_What the exercise asks:_
Pick each line that has "bool" out of the records.

Stored data entries:
»»
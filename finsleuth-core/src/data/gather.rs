//! Evidence gatherer: fetches price history and news for each ticker in turn.
//!
//! One ticker failing never stops the others. The run as a whole fails only
//! when not a single ticker produced a usable series.

use super::ingest;
use super::provider::{DataError, DataSource, GatherProgress, MarketDataProvider, NewsProvider};
use crate::domain::{NewsItem, PriceSeries};
use chrono::NaiveDate;
use indexmap::IndexMap;
use std::sync::Arc;
use thiserror::Error;

/// Default news lookback in days.
pub const DEFAULT_NEWS_WINDOW_DAYS: u32 = 30;

#[derive(Debug, Error)]
pub enum GatherError {
    #[error("no tickers to gather")]
    NoTickers,

    #[error("no data retrieved for any of {attempted} ticker(s)")]
    NoData { attempted: usize },
}

/// Everything gathered for one ticker.
#[derive(Debug, Clone)]
pub struct Evidence {
    pub series: Arc<PriceSeries>,
    pub news: Vec<NewsItem>,
    pub source: DataSource,
}

/// What to gather.
#[derive(Debug, Clone)]
pub struct GatherRequest {
    pub tickers: Vec<String>,
    pub start: NaiveDate,
    pub end: NaiveDate,
    pub news_window_days: u32,
}

/// Gathered evidence keyed by ticker, in request order, plus the per-ticker failures.
#[derive(Debug, Default)]
pub struct EvidenceLocker {
    evidence: IndexMap<String, Evidence>,
    failures: Vec<(String, DataError)>,
}

impl EvidenceLocker {
    pub fn get(&self, ticker: &str) -> Option<&Evidence> {
        self.evidence.get(ticker)
    }

    pub fn len(&self) -> usize {
        self.evidence.len()
    }

    pub fn is_empty(&self) -> bool {
        self.evidence.is_empty()
    }

    pub fn tickers(&self) -> impl Iterator<Item = &str> {
        self.evidence.keys().map(String::as_str)
    }

    pub fn iter(&self) -> impl Iterator<Item = (&str, &Evidence)> {
        self.evidence.iter().map(|(k, v)| (k.as_str(), v))
    }

    pub fn failures(&self) -> &[(String, DataError)] {
        &self.failures
    }
}

/// Gather evidence for every requested ticker, sequentially.
///
/// `news` is optional; offline providers have no headlines. A news failure is
/// logged and leaves that ticker with an empty news list.
pub fn gather_evidence(
    prices: &dyn MarketDataProvider,
    news: Option<&dyn NewsProvider>,
    request: &GatherRequest,
    progress: &dyn GatherProgress,
) -> Result<EvidenceLocker, GatherError> {
    let total = request.tickers.len();
    if total == 0 {
        return Err(GatherError::NoTickers);
    }

    let mut locker = EvidenceLocker::default();

    for (i, ticker) in request.tickers.iter().enumerate() {
        progress.on_start(ticker, i, total);

        match gather_single(prices, news, ticker, request) {
            Ok(evidence) => {
                progress.on_complete(ticker, i, total, &Ok(()));
                locker.evidence.insert(ticker.clone(), evidence);
            }
            Err(e) => {
                let outcome: Result<(), DataError> = Err(e);
                progress.on_complete(ticker, i, total, &outcome);
                if let Err(e) = outcome {
                    locker.failures.push((ticker.clone(), e));
                }
            }
        }

        // Fail the rest fast once the provider has blocked us
        if !prices.is_available() {
            for rest in &request.tickers[(i + 1)..] {
                tracing::error!(ticker = %rest, stage = "gather", "skipped: provider unavailable");
                locker
                    .failures
                    .push((rest.clone(), DataError::CircuitBreakerTripped));
            }
            break;
        }
    }

    progress.on_batch_complete(locker.len(), locker.failures.len(), total);

    if locker.is_empty() {
        return Err(GatherError::NoData { attempted: total });
    }
    Ok(locker)
}

/// Gather one ticker: fetch → ingest → news.
fn gather_single(
    prices: &dyn MarketDataProvider,
    news: Option<&dyn NewsProvider>,
    ticker: &str,
    request: &GatherRequest,
) -> Result<Evidence, DataError> {
    let fetched = prices.fetch(ticker, request.start, request.end)?;
    let ingested = ingest::ingest(ticker, fetched.bars)?;
    if ingested.dropped() > 0 {
        tracing::warn!(
            ticker,
            stage = "gather",
            void = ingested.void_dropped,
            duplicates = ingested.duplicates_dropped,
            invalid = ingested.insane_dropped,
            "dropped unusable bars"
        );
    }

    let news = match news {
        Some(provider) => match provider.fetch_news(ticker, request.news_window_days) {
            Ok(items) => items,
            Err(e) => {
                tracing::warn!(ticker, stage = "gather", error = %e, "news unavailable");
                Vec::new()
            }
        },
        None => Vec::new(),
    };

    Ok(Evidence {
        series: Arc::new(ingested.series),
        news,
        source: fetched.source,
    })
}

#[cfg(test)]
mod tests {
    use super::*;
    use crate::data::provider::{FetchResult, RawBar};
    use chrono::{Duration, Utc};
    use std::sync::Mutex;

    struct FakePrices {
        failing: Vec<&'static str>,
    }

    impl MarketDataProvider for FakePrices {
        fn name(&self) -> &str {
            "fake"
        }

        fn fetch(
            &self,
            symbol: &str,
            start: NaiveDate,
            _end: NaiveDate,
        ) -> Result<FetchResult, DataError> {
            if self.failing.contains(&symbol) {
                return Err(DataError::NetworkUnreachable("connection refused".into()));
            }
            let bars = (0..5)
                .map(|i| {
                    let close = 100.0 + i as f64;
                    RawBar {
                        date: start + Duration::days(i),
                        open: close,
                        high: close + 1.0,
                        low: close - 1.0,
                        close,
                        volume: 1_000,
                    }
                })
                .collect();
            Ok(FetchResult {
                symbol: symbol.to_string(),
                bars,
                source: DataSource::CsvImport,
            })
        }

        fn is_available(&self) -> bool {
            true
        }
    }

    struct BrokenNews;

    impl NewsProvider for BrokenNews {
        fn fetch_news(&self, _symbol: &str, _window_days: u32) -> Result<Vec<NewsItem>, DataError> {
            Err(DataError::RateLimited {
                retry_after_secs: 60,
            })
        }
    }

    struct OneHeadline;

    impl NewsProvider for OneHeadline {
        fn fetch_news(&self, symbol: &str, _window_days: u32) -> Result<Vec<NewsItem>, DataError> {
            Ok(vec![NewsItem {
                title: format!("{symbol} beats estimates"),
                publisher: None,
                link: None,
                published_at: Utc::now(),
            }])
        }
    }

    #[derive(Default)]
    struct Recorder {
        batch: Mutex<Option<(usize, usize, usize)>>,
    }

    impl GatherProgress for Recorder {
        fn on_start(&self, _symbol: &str, _index: usize, _total: usize) {}

        fn on_complete(
            &self,
            _symbol: &str,
            _index: usize,
            _total: usize,
            _result: &Result<(), DataError>,
        ) {
        }

        fn on_batch_complete(&self, succeeded: usize, failed: usize, total: usize) {
            *self.batch.lock().unwrap() = Some((succeeded, failed, total));
        }
    }

    fn request(tickers: &[&str]) -> GatherRequest {
        GatherRequest {
            tickers: tickers.iter().map(|t| t.to_string()).collect(),
            start: NaiveDate::from_ymd_opt(2024, 1, 1).unwrap(),
            end: NaiveDate::from_ymd_opt(2024, 1, 31).unwrap(),
            news_window_days: DEFAULT_NEWS_WINDOW_DAYS,
        }
    }

    #[test]
    fn one_failing_ticker_is_isolated() {
        let prices = FakePrices {
            failing: vec!["MSFT"],
        };
        let progress = Recorder::default();
        let locker = gather_evidence(
            &prices,
            None,
            &request(&["AAPL", "MSFT", "GOOG"]),
            &progress,
        )
        .unwrap();

        assert_eq!(locker.tickers().collect::<Vec<_>>(), vec!["AAPL", "GOOG"]);
        assert_eq!(locker.failures().len(), 1);
        assert_eq!(locker.failures()[0].0, "MSFT");
        assert_eq!(*progress.batch.lock().unwrap(), Some((2, 1, 3)));
    }

    #[test]
    fn all_failing_is_an_error() {
        let prices = FakePrices {
            failing: vec!["AAPL", "MSFT"],
        };
        let err = gather_evidence(&prices, None, &request(&["AAPL", "MSFT"]), &Recorder::default())
            .unwrap_err();
        assert!(matches!(err, GatherError::NoData { attempted: 2 }));
    }

    #[test]
    fn empty_request_is_an_error() {
        let prices = FakePrices { failing: vec![] };
        assert!(matches!(
            gather_evidence(&prices, None, &request(&[]), &Recorder::default()),
            Err(GatherError::NoTickers)
        ));
    }

    #[test]
    fn news_failure_keeps_the_ticker() {
        let prices = FakePrices { failing: vec![] };
        let locker =
            gather_evidence(&prices, Some(&BrokenNews), &request(&["AAPL"]), &Recorder::default())
                .unwrap();
        let evidence = locker.get("AAPL").unwrap();
        assert!(evidence.news.is_empty());
        assert_eq!(evidence.series.len(), 5);
    }

    #[test]
    fn news_is_attached_per_ticker() {
        let prices = FakePrices { failing: vec![] };
        let locker = gather_evidence(
            &prices,
            Some(&OneHeadline),
            &request(&["AAPL", "MSFT"]),
            &Recorder::default(),
        )
        .unwrap();
        assert_eq!(locker.get("MSFT").unwrap().news[0].title, "MSFT beats estimates");
    }
}
//! Integration tests for the data pipeline: CSV files → gatherer → engine.

use chrono::NaiveDate;
use finsleuth_core::analysis::{analyze, AnalysisSet};
use finsleuth_core::data::{
    gather_evidence, CsvProvider, DataError, GatherError, GatherRequest, TracingProgress,
};
use std::fmt::Write as _;
use std::path::Path;
use std::sync::Arc;

fn date(y: i32, m: u32, d: u32) -> NaiveDate {
    NaiveDate::from_ymd_opt(y, m, d).unwrap()
}

/// Write `n` consecutive daily bars rising by one dollar a day.
fn write_fixture(dir: &Path, ticker: &str, n: usize) {
    let mut csv = String::from("Date,Open,High,Low,Close,Adj Close,Volume\n");
    let base = date(2024, 1, 1);
    for i in 0..n {
        let close = 100.0 + i as f64;
        let day = base + chrono::Duration::days(i as i64);
        writeln!(
            csv,
            "{day},{:.2},{:.2},{:.2},{close:.2},{close:.2},{}",
            close - 0.5,
            close + 1.0,
            close - 1.0,
            1_000_000 + i
        )
        .unwrap();
    }
    std::fs::write(dir.join(format!("{ticker}.csv")), csv).unwrap();
}

fn request(tickers: &[&str]) -> GatherRequest {
    GatherRequest {
        tickers: tickers.iter().map(|t| t.to_string()).collect(),
        start: date(2024, 1, 1),
        end: date(2024, 12, 31),
        news_window_days: 30,
    }
}

#[test]
fn one_missing_ticker_does_not_sink_the_run() {
    let dir = tempfile::tempdir().unwrap();
    write_fixture(dir.path(), "AAPL", 40);
    write_fixture(dir.path(), "GOOG", 40);
    let provider = CsvProvider::new(dir.path());

    let locker = gather_evidence(
        &provider,
        None,
        &request(&["AAPL", "MSFT", "GOOG"]),
        &TracingProgress,
    )
    .unwrap();

    assert_eq!(locker.len(), 2);
    assert!(matches!(
        locker.failures()[0].1,
        DataError::SymbolNotFound { .. }
    ));

    let set: AnalysisSet = locker
        .iter()
        .map(|(_, ev)| analyze(Arc::clone(&ev.series)).unwrap())
        .collect();
    assert_eq!(set.tickers().collect::<Vec<_>>(), vec!["AAPL", "GOOG"]);
    assert!(!set.contains("MSFT"));
}

#[test]
fn thirty_day_uptrend_end_to_end() {
    let dir = tempfile::tempdir().unwrap();
    write_fixture(dir.path(), "UP", 30);
    let provider = CsvProvider::new(dir.path());

    let locker = gather_evidence(&provider, None, &request(&["UP"]), &TracingProgress).unwrap();
    let evidence = locker.get("UP").unwrap();
    assert_eq!(evidence.series.len(), 30);
    assert!(evidence.news.is_empty());

    let result = analyze(Arc::clone(&evidence.series)).unwrap();
    assert_eq!(result.latest_price, 129.0);
    assert!(result.avg_daily_return.unwrap() > 0.0);
    assert!(result.volatility.unwrap() > 0.0);
    assert!(result.rsi.unwrap() > 70.0);
    assert!(result.macd.unwrap() > 0.0);
}

#[test]
fn date_range_limits_the_series() {
    let dir = tempfile::tempdir().unwrap();
    write_fixture(dir.path(), "AAPL", 60);
    let provider = CsvProvider::new(dir.path());

    let req = GatherRequest {
        start: date(2024, 1, 11),
        end: date(2024, 1, 20),
        ..request(&["AAPL"])
    };
    let locker = gather_evidence(&provider, None, &req, &TracingProgress).unwrap();
    let series = &locker.get("AAPL").unwrap().series;
    assert_eq!(series.len(), 10);
    assert_eq!(series.first_date(), date(2024, 1, 11));
    assert_eq!(series.last_date(), date(2024, 1, 20));
}

#[test]
fn nothing_found_is_a_gather_error() {
    let dir = tempfile::tempdir().unwrap();
    let provider = CsvProvider::new(dir.path());
    let err = gather_evidence(&provider, None, &request(&["A", "B"]), &TracingProgress).unwrap_err();
    assert!(matches!(err, GatherError::NoData { attempted: 2 }));
}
««
_Result of this exercise:_
    pub fn is_empty(&self) -> bool {
        fn is_available(&self) -> bool {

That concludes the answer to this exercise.